• EXERCISE INPUT
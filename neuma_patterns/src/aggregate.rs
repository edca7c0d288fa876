// Corpus-wide accumulation of pattern occurrences.
//
// `AggregateResult` maps source name -> pattern string -> occurrences, in
// the order they were recorded. It is the only state that outlives a single
// document. Partial results (one per worker or per corpus partition) combine
// with `merge`, which concatenates occurrence lists key by key; merging in a
// fixed order gives a deterministic result.
//
// Serialized form (used by the cache and the viewer export):
//   { "<source>": { "<pattern>": [[doc_id, folio, line, syllable, notes], ...] } }

use crate::document::DocumentPatterns;
use serde::de::Deserializer;
use serde::ser::Serializer;
use serde::{Deserialize, Serialize};
use std::collections::BTreeMap;

/// Where one pattern instance was found.
#[derive(Debug, Clone, PartialEq, Eq, Hash)]
pub struct PatternOccurrence {
    pub document_id: String,
    pub folio: String,
    pub line: String,
    pub syllable: String,
    /// Dash-joined note tokens of the whole unit, e.g. `F3-G3-A3`.
    pub notes: String,
}

impl Serialize for PatternOccurrence {
    fn serialize<S: Serializer>(&self, serializer: S) -> Result<S::Ok, S::Error> {
        (
            &self.document_id,
            &self.folio,
            &self.line,
            &self.syllable,
            &self.notes,
        )
            .serialize(serializer)
    }
}

impl<'de> Deserialize<'de> for PatternOccurrence {
    fn deserialize<D: Deserializer<'de>>(deserializer: D) -> Result<Self, D::Error> {
        let (document_id, folio, line, syllable, notes) =
            <(String, String, String, String, String)>::deserialize(deserializer)?;
        Ok(PatternOccurrence {
            document_id,
            folio,
            line,
            syllable,
            notes,
        })
    }
}

/// Occurrences of each pattern within one source.
pub type PatternTable = BTreeMap<String, Vec<PatternOccurrence>>;

/// Source -> pattern -> occurrences.
#[derive(Debug, Clone, Default, PartialEq, Eq, Serialize, Deserialize)]
#[serde(transparent)]
pub struct AggregateResult {
    sources: BTreeMap<String, PatternTable>,
}

impl AggregateResult {
    pub fn new() -> Self {
        Self::default()
    }

    /// Append one occurrence under (source, pattern).
    pub fn record(&mut self, source: &str, pattern: &str, occurrence: PatternOccurrence) {
        self.sources
            .entry(source.to_string())
            .or_default()
            .entry(pattern.to_string())
            .or_default()
            .push(occurrence);
    }

    /// Record everything one document produced, in document order.
    pub fn add_document(&mut self, found: DocumentPatterns) {
        for item in found.patterns {
            self.record(&found.source, &item.pattern, item.occurrence);
        }
    }

    /// Append every occurrence of `other` after this result's own, per key.
    pub fn merge(&mut self, other: AggregateResult) {
        for (source, patterns) in other.sources {
            let table = self.sources.entry(source).or_default();
            for (pattern, occurrences) in patterns {
                table.entry(pattern).or_default().extend(occurrences);
            }
        }
    }

    /// Source names with their pattern tables, in name order.
    pub fn sources(&self) -> impl Iterator<Item = (&str, &PatternTable)> {
        self.sources.iter().map(|(name, table)| (name.as_str(), table))
    }

    pub fn patterns(&self, source: &str) -> Option<&PatternTable> {
        self.sources.get(source)
    }

    /// Occurrences of `pattern` in `source`; empty if either is unknown.
    pub fn occurrences(&self, source: &str, pattern: &str) -> &[PatternOccurrence] {
        self.sources
            .get(source)
            .and_then(|table| table.get(pattern))
            .map(Vec::as_slice)
            .unwrap_or(&[])
    }

    pub fn is_empty(&self) -> bool {
        self.sources.is_empty()
    }

    pub fn source_count(&self) -> usize {
        self.sources.len()
    }

    /// Total number of occurrences across all sources and patterns.
    pub fn total_occurrences(&self) -> usize {
        self.sources
            .values()
            .flat_map(BTreeMap::values)
            .map(Vec::len)
            .sum()
    }
}

#[cfg(test)]
mod tests {
    use super::*;

    fn occ(doc: &str, notes: &str) -> PatternOccurrence {
        PatternOccurrence {
            document_id: doc.into(),
            folio: "1r".into(),
            line: "2".into(),
            syllable: "ky".into(),
            notes: notes.into(),
        }
    }

    #[test]
    fn test_record_preserves_insertion_order() {
        let mut r = AggregateResult::new();
        r.record("A", "*", occ("d1", "C4"));
        r.record("A", "*", occ("d2", "D4"));
        r.record("A", "[*u]", occ("d1", "C4-D4"));
        let docs: Vec<&str> = r
            .occurrences("A", "*")
            .iter()
            .map(|o| o.document_id.as_str())
            .collect();
        assert_eq!(docs, ["d1", "d2"]);
        assert_eq!(r.total_occurrences(), 3);
        assert!(r.occurrences("B", "*").is_empty());
    }

    #[test]
    fn test_merge_concatenates_per_key() {
        let mut left = AggregateResult::new();
        left.record("A", "*", occ("d1", "C4"));
        let mut right = AggregateResult::new();
        right.record("A", "*", occ("d2", "C4"));
        right.record("B", "*e", occ("d3", "C4-C4"));

        left.merge(right);
        assert_eq!(left.occurrences("A", "*").len(), 2);
        assert_eq!(left.occurrences("A", "*")[1].document_id, "d2");
        assert_eq!(left.occurrences("B", "*e").len(), 1);
        assert_eq!(left.source_count(), 2);
    }

    #[test]
    fn test_serialized_shape() {
        let mut r = AggregateResult::new();
        r.record("Src", "[*uO]", occ("doc", "C4-E4"));
        let v = serde_json::to_value(&r).unwrap();
        assert_eq!(
            v,
            serde_json::json!({"Src": {"[*uO]": [["doc", "1r", "2", "ky", "C4-E4"]]}})
        );
        let back: AggregateResult = serde_json::from_value(v).unwrap();
        assert_eq!(back, r);
    }
}
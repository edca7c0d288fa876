// Pattern string encoding.
//
// A pattern is a compact contour signature of one nonSpaced unit:
// - `*` marks the first note (it has no predecessor to compare against);
// - every later note contributes its direction from the previous note
//   (`u`, `d`, `e`) followed by its ornament suffix (`O`, `Q`, `L`, `S`, ...);
// - segments of two or more notes (ligatures) are wrapped in `[` `]`;
//   single-note segments never are.
//
// The link step into a segment (previous segment's last note -> this
// segment's first note) is written before the segment's opening bracket, so
// `[C4] [D4 Quilisma, C4]` encodes as `*uQ[d]`.

use crate::extract::{Note, real_notes, segment_groups};
use crate::node::NeumeElement;
use crate::pitch::direction;

/// Pattern and provenance note string of one nonSpaced unit.
#[derive(Debug, Clone, PartialEq, Eq)]
pub struct UnitPattern {
    pub pattern: String,
    pub notes: String,
}

/// Run the full extract -> segment -> encode pipeline over one unit.
/// Returns `None` when the unit has no usable note.
pub fn encode_unit(elements: &[NeumeElement]) -> Option<UnitPattern> {
    let real = real_notes(elements);
    if real.is_empty() {
        return None;
    }
    let segments = segment_groups(elements, &real);
    Some(UnitPattern {
        pattern: encode_pattern(&segments),
        notes: notes_string(&real),
    })
}

/// Encode segments into a pattern string. Empty segments are skipped; no
/// segments at all yields an empty string.
pub fn encode_pattern(segments: &[&[Note]]) -> String {
    let mut out = String::new();
    let mut prev_last: Option<&Note> = None;

    for segment in segments {
        let (Some(first), Some(last)) = (segment.first(), segment.last()) else {
            continue;
        };
        let bracketed = segment.len() > 1;

        match prev_last {
            None => {
                if bracketed {
                    out.push('[');
                }
                out.push('*');
                out.push_str(&first.suffix());
            }
            Some(prev) => {
                push_step(&mut out, prev, first);
                if bracketed {
                    out.push('[');
                }
            }
        }

        for pair in segment.windows(2) {
            push_step(&mut out, &pair[0], &pair[1]);
        }

        if bracketed {
            out.push(']');
        }
        prev_last = Some(last);
    }

    out
}

fn push_step(out: &mut String, from: &Note, to: &Note) {
    out.push_str(direction(from.pitch, to.pitch).as_str());
    out.push_str(&to.suffix());
}

/// Dash-joined provenance tokens, e.g. `C4-D4-C4`.
pub fn notes_string(notes: &[Note]) -> String {
    notes.iter().map(Note::token).collect::<Vec<_>>().join("-")
}
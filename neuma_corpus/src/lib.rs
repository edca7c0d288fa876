// Corpus tooling around the neuma pattern engine.
//
// Loads an exported transcription corpus from disk, runs the pattern engine
// over every source (in parallel on rayon), caches the aggregate, and writes
// the JSON bundle the viewer consumes.
//
// - config.rs: `CorpusConfig` (paths, parallelism, analysis options)
// - loader.rs: source discovery, document loading, JSON file helpers
// - analysis.rs: per-source and whole-corpus analysis, cache-or-analyze
// - cache.rs: aggregate cache file
// - assets.rs: glyph SVG outlines and IIIF manifest table
// - export.rs: viewer export document and pattern statistics
// - logging.rs: tracing subscriber (`NEUMA_LOG`)
// - error.rs: `CorpusError`

pub mod analysis;
pub mod assets;
pub mod cache;
pub mod config;
pub mod error;
pub mod export;
pub mod loader;
pub mod logging;

pub use analysis::{analyze_corpus, analyze_source, load_or_analyze};
pub use config::CorpusConfig;
pub use error::CorpusError;
pub use export::{ExportDocument, build_export, write_export};
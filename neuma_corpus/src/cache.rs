// On-disk cache of a full corpus analysis.
//
// The cache file is the serialized `AggregateResult` itself, so a cached run
// and a fresh one produce byte-identical exports.

use crate::error::CorpusError;
use crate::loader::write_json;
use neuma_patterns::AggregateResult;
use std::fs;
use std::path::Path;

/// Read a cached result. `Ok(None)` when no cache file exists.
pub fn read_cache(path: &Path) -> Result<Option<AggregateResult>, CorpusError> {
    if !path.is_file() {
        return Ok(None);
    }
    let text = fs::read_to_string(path).map_err(|source| CorpusError::Read {
        path: path.to_path_buf(),
        source,
    })?;
    let result = serde_json::from_str(&text).map_err(|source| CorpusError::Json {
        path: path.to_path_buf(),
        source,
    })?;
    Ok(Some(result))
}

/// Write `result` to `path`, creating parent directories as needed.
pub fn write_cache(path: &Path, result: &AggregateResult) -> Result<(), CorpusError> {
    write_json(path, result)
}

#[cfg(test)]
mod tests {
    use super::*;
    use neuma_patterns::PatternOccurrence;
    use tempfile::TempDir;

    #[test]
    fn test_missing_cache_is_none() {
        let tmp = TempDir::new().unwrap();
        assert!(read_cache(&tmp.path().join("cache.json")).unwrap().is_none());
    }

    #[test]
    fn test_write_then_read() {
        let tmp = TempDir::new().unwrap();
        let path = tmp.path().join("nested/dir/cache.json");
        let mut result = AggregateResult::new();
        result.record(
            "Pa 1235",
            "[*uO]",
            PatternOccurrence {
                document_id: "d1".into(),
                folio: "12v".into(),
                line: "3".into(),
                syllable: "Ky".into(),
                notes: "C4-E4".into(),
            },
        );
        write_cache(&path, &result).unwrap();
        assert_eq!(read_cache(&path).unwrap(), Some(result));
    }

    #[test]
    fn test_corrupt_cache_is_an_error() {
        let tmp = TempDir::new().unwrap();
        let path = tmp.path().join("cache.json");
        fs::write(&path, "[1, 2").unwrap();
        assert!(matches!(read_cache(&path), Err(CorpusError::Json { .. })));
    }
}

• ACTIVITY
Would you retype exactly the lines above, from the line with "instance was found." to the line with "for (source, patterns)", with both end lines kept and nothing more?

• OUTPUT BELOW
/// Where one pattern instance was found.
#[derive(Debug, Clone, PartialEq, Eq, Hash)]
pub struct PatternOccurrence {
    pub document_id: String,
    pub folio: String,
    pub line: String,
    pub syllable: String,
    /// Dash-joined note tokens of the whole unit, e.g. `F3-G3-A3`.
    pub notes: String,
}

impl Serialize for PatternOccurrence {
    fn serialize<S: Serializer>(&self, serializer: S) -> Result<S::Ok, S::Error> {
        (
            &self.document_id,
            &self.folio,
            &self.line,
            &self.syllable,
            &self.notes,
        )
            .serialize(serializer)
    }
}

impl<'de> Deserialize<'de> for PatternOccurrence {
    fn deserialize<D: Deserializer<'de>>(deserializer: D) -> Result<Self, D::Error> {
        let (document_id, folio, line, syllable, notes) =
            <(String, String, String, String, String)>::deserialize(deserializer)?;
        Ok(PatternOccurrence {
            document_id,
            folio,
            line,
            syllable,
            notes,
        })
    }
}

/// Occurrences of each pattern within one source.
pub type PatternTable = BTreeMap<String, Vec<PatternOccurrence>>;

/// Source -> pattern -> occurrences.
#[derive(Debug, Clone, Default, PartialEq, Eq, Serialize, Deserialize)]
#[serde(transparent)]
pub struct AggregateResult {
    sources: BTreeMap<String, PatternTable>,
}

impl AggregateResult {
    pub fn new() -> Self {
        Self::default()
    }

    /// Append one occurrence under (source, pattern).
    pub fn record(&mut self, source: &str, pattern: &str, occurrence: PatternOccurrence) {
        self.sources
            .entry(source.to_string())
            .or_default()
            .entry(pattern.to_string())
            .or_default()
            .push(occurrence);
    }

    /// Record everything one document produced, in document order.
    pub fn add_document(&mut self, found: DocumentPatterns) {
        for item in found.patterns {
            self.record(&found.source, &item.pattern, item.occurrence);
        }
    }

    /// Append every occurrence of `other` after this result's own, per key.
    pub fn merge(&mut self, other: AggregateResult) {
        for (source, patterns) in other.sources {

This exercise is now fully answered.